I'm here, and we are all ok. For an hour, though, it wasn't so cut and dry. Baby Birthin' 2011 was insane. Of course it couldn't be boring, average or without complications. That wouldn't be respectful of the last 10 years.
I will start by saying that the number 10 is a mighty number. She didn't want the 11th as a birthday. While it suits Nigel Tufnel, it isn't good enough for us. At 2 am early Sunday, April 10 morning, I went into labor from hell. Every contraction felt like a tear in the space-time continuum. In spite of the pain, I was in denial. I held off waking Brad until 4 am. Got to the hospital at 5:30 am and was told today was the day, after demonstrating some of the meatier contractions for the staff, followed by an attractive demo of bloody show. "Bloody show" meant massive cervical contraction followed by a sudden feeling of "fluid" laced with blood. Ew, ow.
By the way, I never knew that the real deal labor was so very different from Braxton-Hicks contractions. B-H is all uterine/softball belly and (for me) labor was massive cervical cramps that froze time and space for each contraction. Different.
After I was told it was go time, and I met the anesthesiologist, panic set in. I was in agony and they were taking their time getting the OR ready. I seriously can't stress enough how much respect I have for natural laborers. I felt like holy hell and never really dilated past fingertip (though the blood found a way through.) Then I began to panic that "oh crap, this baby has to be taken out... there's no turning back." Then I panicked about the epidural. Panic was the overall theme.
But it wasn't the c-section that was worthy of panic. The epidural was fine. The surgery was a breeze from my position. They found an enormous fibroid that was in the way, so it was removed. They tied my tubes, which was a moment of awe and elation, prompting my thoughts to, "haha, take that, girl parts!" The best part was when I heard the SUPER PISSED OFF scream from Veronica as she entered the air-breathing world. She was perfect. 7 lbs 3 oz, a far cry from the "enormous baby" they'd prepared me for. She's a dark-haired beauty with a light olive complexion (like me) and so far, blue eyes (like Brad and Lauren). She emerged alert and wary of all these people in blue outfits. And so daggum adorable (see evidence).

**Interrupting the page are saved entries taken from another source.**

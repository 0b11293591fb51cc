use proc_macro2::TokenStream;
use quote::{format_ident, quote};
use syn::ItemStruct;

/// Splits the annotated struct into `<Name>Inner` (the state) and `<Name>` (the shared handle).
pub fn expand_slice(input: ItemStruct) -> TokenStream {
    let ItemStruct { attrs, vis, ident, fields, semi_token, .. } = input;
    let inner = format_ident!("{ident}Inner");

    quote! {
        #(#attrs)*
        #[derive(Debug)]
        #vis struct #inner #fields #semi_token

        #[derive(Debug, Clone)]
        #vis struct #ident(std::sync::Arc<#inner>);

        impl #ident {
            #[must_use]
            pub fn new(inner: #inner) -> Self {
                Self(std::sync::Arc::new(inner))
            }
        }

        impl std::ops::Deref for #ident {
            type Target = #inner;

            fn deref(&self) -> &Self::Target {
                &self.0
            }
        }

        impl ::tport_kernel::domain::registry::FeatureSlice for #ident {
            fn as_any(&self) -> &dyn std::any::Any {
                self
            }
        }
    }
}
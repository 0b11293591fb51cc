use crate::error::{DatabaseError, DatabaseErrorExt};
use fxhash::FxHashMap;
use serde::Deserialize;
use sha2::{Digest, Sha256};
use surrealdb::Surreal;
use surrealdb::engine::any::Any;

/// A versioned `SurrealQL` script owned by a feature slice.
///
/// Slices expose their migrations as constants, usually with `include_str!`:
///
/// ```rust,ignore
/// pub const MIGRATIONS: &[Migration] =
///     &[Migration::new("shipments", "0001_init", include_str!("../migrations/0001_init.surql"))];
/// ```
#[derive(Debug, Clone, Copy, PartialEq, Eq)]
pub struct Migration {
    pub slice: &'static str,
    pub version: &'static str,
    pub script: &'static str,
}

impl Migration {
    #[must_use]
    pub const fn new(slice: &'static str, version: &'static str, script: &'static str) -> Self {
        Self { slice, version, script }
    }

    /// Hex SHA-256 of the script with line endings normalised.
    #[must_use]
    pub fn checksum(&self) -> String {
        let normalized = self.script.replace("\r\n", "\n");
        hex::encode(Sha256::digest(normalized.trim().as_bytes()))
    }

    fn key(&self) -> String {
        format!("{}:{}", self.slice, self.version)
    }
}

/// Outcome of a migration run, as `slice:version` keys.
#[derive(Debug, Default, Clone, PartialEq, Eq)]
pub struct MigrationReport {
    pub applied: Vec<String>,
    pub skipped: Vec<String>,
}

#[derive(Debug, Deserialize)]
struct AppliedMigration {
    slice: String,
    version: String,
    checksum: String,
}

#[derive(Debug)]
pub(crate) struct MigrationRunner<'a> {
    db: &'a Surreal<Any>,
}

impl<'a> MigrationRunner<'a> {
    pub(crate) const fn new(db: &'a Surreal<Any>) -> Self {
        Self { db }
    }

    /// Applies every migration not yet recorded, in the given order.
    pub(crate) async fn run(&self, migrations: &[Migration]) -> Result<MigrationReport, DatabaseError> {
        let recorded = self.recorded().await?;
        let mut report = MigrationReport::default();

        for migration in migrations {
            let checksum = migration.checksum();
            match recorded.get(&migration.key()) {
                Some(existing) if *existing == checksum => report.skipped.push(migration.key()),
                Some(existing) => {
                    return Err(DatabaseError::Migration {
                        message: format!(
                            "{} was applied with checksum {existing}, script now hashes to {checksum}",
                            migration.key()
                        )
                        .into(),
                        context: Some("Applied migrations must not be edited".into()),
                    });
                }
                None => {
                    self.apply(migration, &checksum).await?;
                    report.applied.push(migration.key());
                }
            }
        }

        Ok(report)
    }

    async fn apply(&self, migration: &Migration, checksum: &str) -> Result<(), DatabaseError> {
        let query = format!(
            "BEGIN TRANSACTION;
            {}
            CREATE type::thing('migration', [$slice, $version]) CONTENT {{
                slice: $slice,
                version: $version,
                checksum: $checksum,
                applied_at: time::now()
            }};
            COMMIT TRANSACTION;",
            migration.script
        );

        self.db
            .query(query)
            .bind(("slice", migration.slice))
            .bind(("version", migration.version))
            .bind(("checksum", checksum.to_owned()))
            .await
            .and_then(surrealdb::Response::check)
            .context(format!("Applying migration {}", migration.key()))?;
        Ok(())
    }

    async fn recorded(&self) -> Result<FxHashMap<String, String>, DatabaseError> {
        let entries: Vec<AppliedMigration> = self
            .db
            .query("SELECT slice, version, checksum FROM migration")
            .await
            .context("Loading applied migrations")?
            .take(0)
            .context("Parsing applied migrations")?;

        Ok(entries
            .into_iter()
            .map(|m| (format!("{}:{}", m.slice, m.version), m.checksum))
            .collect())
    }
}
use std::time::Duration;
use tport_logger::{LevelFilter, Logger};

#[test]
fn json_file_logging_writes_structured_lines() -> Result<(), Box<dyn std::error::Error>> {
    let dir = tempfile::tempdir()?;
    let log_dir = dir.path().join("logs");

    let logger = Logger::builder()
        .name("tport-file")
        .console(false)
        .level(LevelFilter::INFO)
        .path(&log_dir)
        .max_files(2)
        .json()
        .init()?;
    assert!(logger.writes_files());

    tracing::info!(tracking_id = "TRANSXYZ", status = "in-transit", "status changed");
    std::thread::sleep(Duration::from_millis(30));
    drop(logger);

    let log_file = std::fs::read_dir(&log_dir)?
        .flatten()
        .map(|entry| entry.path())
        .find(|path| path.extension().is_some_and(|ext| ext == "log"))
        .expect("a log file should exist");

    let contents = std::fs::read_to_string(log_file)?;
    let line = contents.lines().find(|l| l.contains("TRANSXYZ")).expect("event should be logged");
    let value: serde_json::Value = serde_json::from_str(line)?;
    assert_eq!(value["fields"]["status"], "in-transit");
    Ok(())
}
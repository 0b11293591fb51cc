//! Imports most slices need for their handlers.

pub use crate::safe_nanoid;
pub use crate::security::ResourceGuard;
pub use crate::server::{ApiError, ApiErrorExt, ApiJson, ApiPath, ApiQuery, ApiResponse, ApiState, MessageResponse, Slice};
pub use tport_derive::{api_handler, api_model};
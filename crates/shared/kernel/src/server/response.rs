use axum::Json;
use axum::response::{IntoResponse, Response};
use serde::Serialize;
use utoipa::ToSchema;

/// Envelope around every JSON payload: `{ success, data?, message? }`.
#[derive(Debug, Clone, Serialize, ToSchema)]
pub struct ApiResponse<T> {
    pub success: bool,
    #[serde(skip_serializing_if = "Option::is_none")]
    pub data: Option<T>,
    #[serde(skip_serializing_if = "Option::is_none")]
    pub message: Option<String>,
}

/// Payload-free envelope, used to document message-only and error responses.
#[derive(Debug, Clone, Serialize, ToSchema)]
pub struct MessageResponse {
    pub success: bool,
    pub message: String,
}

impl<T> ApiResponse<T> {
    pub const fn ok(data: T) -> Self {
        Self { success: true, data: Some(data), message: None }
    }

    #[must_use]
    pub fn with_message(mut self, message: impl Into<String>) -> Self {
        self.message = Some(message.into());
        self
    }
}

impl ApiResponse<()> {
    /// Successful response carrying only a message.
    pub fn success(message: impl Into<String>) -> Self {
        Self { success: true, data: None, message: Some(message.into()) }
    }

    pub fn failure(message: impl Into<String>) -> Self {
        Self { success: false, data: None, message: Some(message.into()) }
    }
}

impl<T: Serialize> IntoResponse for ApiResponse<T> {
    fn into_response(self) -> Response {
        Json(self).into_response()
    }
}
//! Email bodies for shipment notifications. Text and HTML carry the same facts; every value
//! interpolated into HTML is escaped.

use chrono::{DateTime, Utc};
use std::fmt::Write as _;
use tport_domain::constants::PRODUCT_NAME;
use tport_shipments::{Contact, Shipment, ShipmentStatusChanged};

/// Subject plus both bodies of one notification.
#[derive(Debug, Clone, PartialEq, Eq)]
pub struct EmailContent {
    pub subject: String,
    pub text: String,
    pub html: String,
}

/// `<base_url>/<tracking id>`, tolerating a trailing slash on the base.
#[must_use]
pub fn track_url(base_url: &str, tracking_id: &str) -> String {
    format!("{}/{tracking_id}", base_url.trim_end_matches('/'))
}

#[must_use]
pub fn shipment_created(shipment: &Shipment, base_url: &str) -> EmailContent {
    let url = track_url(base_url, &shipment.tracking_id);
    let estimated = shipment.estimated_delivery_date.map_or_else(|| "N/A".to_owned(), format_date);
    let rows = [
        ("Tracking ID", shipment.tracking_id.clone()),
        ("Status", shipment.status.to_string()),
        ("Estimated Delivery", estimated),
        ("Origin", or_dash(shipment.origin.summary())),
        ("Destination", or_dash(shipment.destination.summary())),
    ];

    EmailContent {
        subject: format!("Shipment Created: {}", shipment.tracking_id),
        text: text_body("Hello,", "A new shipment has been created.", &rows, &url),
        html: html_body("Hello,", "A new shipment has been created.", &rows, &url),
    }
}

/// Greets `recipient` by name, falling back to "Customer".
#[must_use]
pub fn status_changed(event: &ShipmentStatusChanged, recipient: &Contact, base_url: &str) -> EmailContent {
    let shipment = &event.shipment;
    let url = track_url(base_url, &shipment.tracking_id);
    let location = event
        .location
        .as_deref()
        .filter(|l| !l.trim().is_empty() && *l != "Unknown")
        .or_else(|| shipment.current_location.as_ref().and_then(|l| l.name.as_deref()))
        .unwrap_or("Not specified");
    let rows = [
        ("Tracking ID", shipment.tracking_id.clone()),
        ("New Status", event.current.to_string()),
        ("Current Location", location.to_owned()),
        ("Last Updated", format_time(shipment.last_updated)),
    ];

    let name = recipient.name.trim();
    let greeting = format!("Hello {},", if name.is_empty() { "Customer" } else { name });
    let intro = "Your shipment status has been updated.";

    EmailContent {
        subject: format!("Shipment Status Update: {}", shipment.tracking_id),
        text: text_body(&greeting, intro, &rows, &url),
        html: html_body(&greeting, intro, &rows, &url),
    }
}

/// Fixed message used to check the mail chain end to end.
#[must_use]
pub fn test_email() -> EmailContent {
    let text = format!(
        "This is a test email from {PRODUCT_NAME}.\n\nIf you received it, outbound email is configured correctly."
    );
    let html = format!(
        "<p>This is a test email from <strong>{PRODUCT_NAME}</strong>.</p>\
         <p>If you received it, outbound email is configured correctly.</p>"
    );
    EmailContent { subject: format!("Test Email from {PRODUCT_NAME}"), text, html }
}

/// Minimal HTML escaping for text nodes and quoted attributes.
#[must_use]
pub fn escape(value: &str) -> String {
    let mut escaped = String::with_capacity(value.len());
    for c in value.chars() {
        match c {
            '&' => escaped.push_str("&amp;"),
            '<' => escaped.push_str("&lt;"),
            '>' => escaped.push_str("&gt;"),
            '"' => escaped.push_str("&quot;"),
            '\'' => escaped.push_str("&#39;"),
            c => escaped.push(c),
        }
    }
    escaped
}

fn text_body(greeting: &str, intro: &str, rows: &[(&str, String)], url: &str) -> String {
    let mut body = format!("{greeting}\n\n{intro}\n\n");
    for (label, value) in rows {
        let _ = writeln!(body, "{label}: {value}");
    }
    let _ = write!(body, "\nTrack your shipment: {url}\n\nThe {PRODUCT_NAME} Team");
    body
}

fn html_body(greeting: &str, intro: &str, rows: &[(&str, String)], url: &str) -> String {
    let mut body = format!("<p>{}</p><p>{}</p><table>", escape(greeting), escape(intro));
    for (label, value) in rows {
        let _ = write!(body, "<tr><th align=\"left\">{label}</th><td>{}</td></tr>", escape(value));
    }
    let url = escape(url);
    let _ = write!(
        body,
        "</table><p><a href=\"{url}\">Track your shipment</a></p><p>The {PRODUCT_NAME} Team</p>"
    );
    body
}

fn format_date(value: DateTime<Utc>) -> String {
    value.format("%B %-d, %Y").to_string()
}

fn format_time(value: DateTime<Utc>) -> String {
    value.format("%Y-%m-%d %H:%M UTC").to_string()
}

fn or_dash(value: String) -> String {
    if value.is_empty() { "-".to_owned() } else { value }
}

#[cfg(test)]
mod tests {
    use super::*;
    use chrono::TimeZone;
    use tport_shipments::{CurrentLocation, Place, ShipmentStatus};

    fn shipment() -> Shipment {
        let at = Utc.with_ymd_and_hms(2025, 6, 1, 9, 30, 0).unwrap();
        Shipment {
            id: "abc".into(),
            tracking_id: "TRANSM1X2Y3ABCDEF".into(),
            status: ShipmentStatus::Pending,
            estimated_delivery_date: Some(Utc.with_ymd_and_hms(2025, 6, 30, 0, 0, 0).unwrap()),
            created_at: at,
            last_updated: at,
            origin: Place { city: "Lagos".into(), country: "Nigeria".into(), ..Place::default() },
            destination: Place { city: "Accra".into(), ..Place::default() },
            sender: Contact::default(),
            receiver: Contact { name: "Ada <b>".into(), email: "ada@example.com".into(), ..Contact::default() },
            package: tport_shipments::PackageDetails::default(),
            current_location: None,
            tracking_history: Vec::new(),
        }
    }

    #[test]
    fn created_email_lists_route_and_link() {
        let email = shipment_created(&shipment(), "https://track.example.com/track/");

        assert_eq!(email.subject, "Shipment Created: TRANSM1X2Y3ABCDEF");
        assert!(email.text.starts_with("Hello,\n\nA new shipment has been created."));
        assert!(email.text.contains("Estimated Delivery: June 30, 2025\n"));
        assert!(email.text.contains("Origin: Lagos, Nigeria\n"));
        assert!(email.text.contains("Track your shipment: https://track.example.com/track/TRANSM1X2Y3ABCDEF"));
        assert!(email.html.contains("href=\"https://track.example.com/track/TRANSM1X2Y3ABCDEF\""));
    }

    #[test]
    fn missing_delivery_date_reads_na() {
        let mut shipment = shipment();
        shipment.estimated_delivery_date = None;
        assert!(shipment_created(&shipment, "https://x").text.contains("Estimated Delivery: N/A\n"));
    }

    #[test]
    fn status_email_escapes_html_and_falls_back() {
        let mut shipment = shipment();
        shipment.status = ShipmentStatus::OnHold;
        let receiver = shipment.receiver.clone();
        let event = ShipmentStatusChanged {
            shipment,
            previous: ShipmentStatus::Pending,
            current: ShipmentStatus::OnHold,
            location: Some("Unknown".into()),
        };

        let email = status_changed(&event, &receiver, "https://x");
        assert_eq!(email.subject, "Shipment Status Update: TRANSM1X2Y3ABCDEF");
        assert!(email.text.starts_with("Hello Ada <b>,"));
        assert!(email.text.contains("New Status: on-hold\n"));
        assert!(email.text.contains("Current Location: Not specified\n"));
        assert!(email.text.contains("Last Updated: 2025-06-01 09:30 UTC\n"));
        assert!(email.html.contains("Hello Ada &lt;b&gt;,"));
        assert!(!email.html.contains("<b>"));
    }

    #[test]
    fn status_email_uses_stored_location_and_generic_greeting() {
        let mut shipment = shipment();
        shipment.current_location = Some(CurrentLocation { name: Some("Tema Port".into()), ..Default::default() });
        let event = ShipmentStatusChanged {
            shipment,
            previous: ShipmentStatus::Pending,
            current: ShipmentStatus::InTransit,
            location: None,
        };

        let email = status_changed(&event, &Contact::default(), "https://x");
        assert!(email.text.starts_with("Hello Customer,"));
        assert!(email.text.contains("Current Location: Tema Port\n"));
    }

    #[test]
    fn escape_covers_markup_characters() {
        assert_eq!(escape(r#"<a href="x">'&'</a>"#), "&lt;a href=&quot;x&quot;&gt;&#39;&amp;&#39;&lt;/a&gt;");
    }
}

Brad and Veronica went to recovery while they finished and put me back together. I also have a lot of respect for Brad and all spouses/partners/coaches who see the gore on the other side of the magical blue curtain and don't run away screaming/faint/vomit/have nightmares the rest of their days. Though I wouldn't blame those reactions. Not sure I could have that strong a stomach.
So anyway, recovery room. Apparently, they were supposed to massage the uterus post-op. To my memory, no one did. This became an important issue hours later.
By the time I was wheeled into my room, the epidural drugs were wearing off. Puzzled faces when I reported this to the nurses and to the anestheiologist in the hallway. Apparently, I was supposed to have benefits of one drug for 12 hours afterwards. No, I was hurting and begged for pain drugs.
Several hours later...
I was in the bed, talking to Brad, when I suddenly felt a gush. Hmm. I took a peek under the sheet and lo and behold, I was in a pool of blood. I asked him to get the nurse.
The next hour was terrifying. Apparently, I'd developed clots in utero. They were large and prevented the uterus from shrinking as would normally occur. Plus, because I hadn't dilated in labor, there wasn't a means of escape as they grew. Instead, they inspired internal bleeding. Once I passed a clot, blood everywhere. Moses, himself, couldn't have navigated those red seas. But the one clot was small and there were many more. I was hemorrhaging. In moments, the room was full of medical staff, injecting this and that, wheeling in medical equipment, having very scary, serious faces. I heard my doctor say, "giant clots", "bleeding", "low blood pressure" and "pitocin". Seconds after the last word, the world stopped making sense. I'm not sure, but I think I opened a portal in my womb to a distant galaxy where pain is the only existence. I was in too much pain to even consider fear of death. I had no rational thoughts and no control over anything. I couldn't even black out. The OB had to "deliver" the clots, which involved reaching in and extracting. Somewhere in there, I bottomed out. Many more drugs later, and lots of shoving, pushing, pulling and bleeding, I was finally stablized. Though they kept intervals of painful uterine shoving for the rest of the night to make sure the evil clots were all gone.
WORST POSTPARTUM ACTIVITY EVER. I don't recommend. Try room service instead.
So here we are, one week later. I've recovered, Veronica is an unbelievably good baby. So sweet and calm. We've had some feeding difficulties, but through a combo of nursing, pumping andd the occasional formula bottle, we are getting there. She has a bit of jaundice and had to spend 8 hours under a bili lamp (which is heartbreaking to watch), but finally her levels are declining. Life is coming back to normal, in a bigger way.
In the end, it has all been worth it.
(However, if they'd just done the hysterectomy, the madness part could have been avoided. No one listens to me.)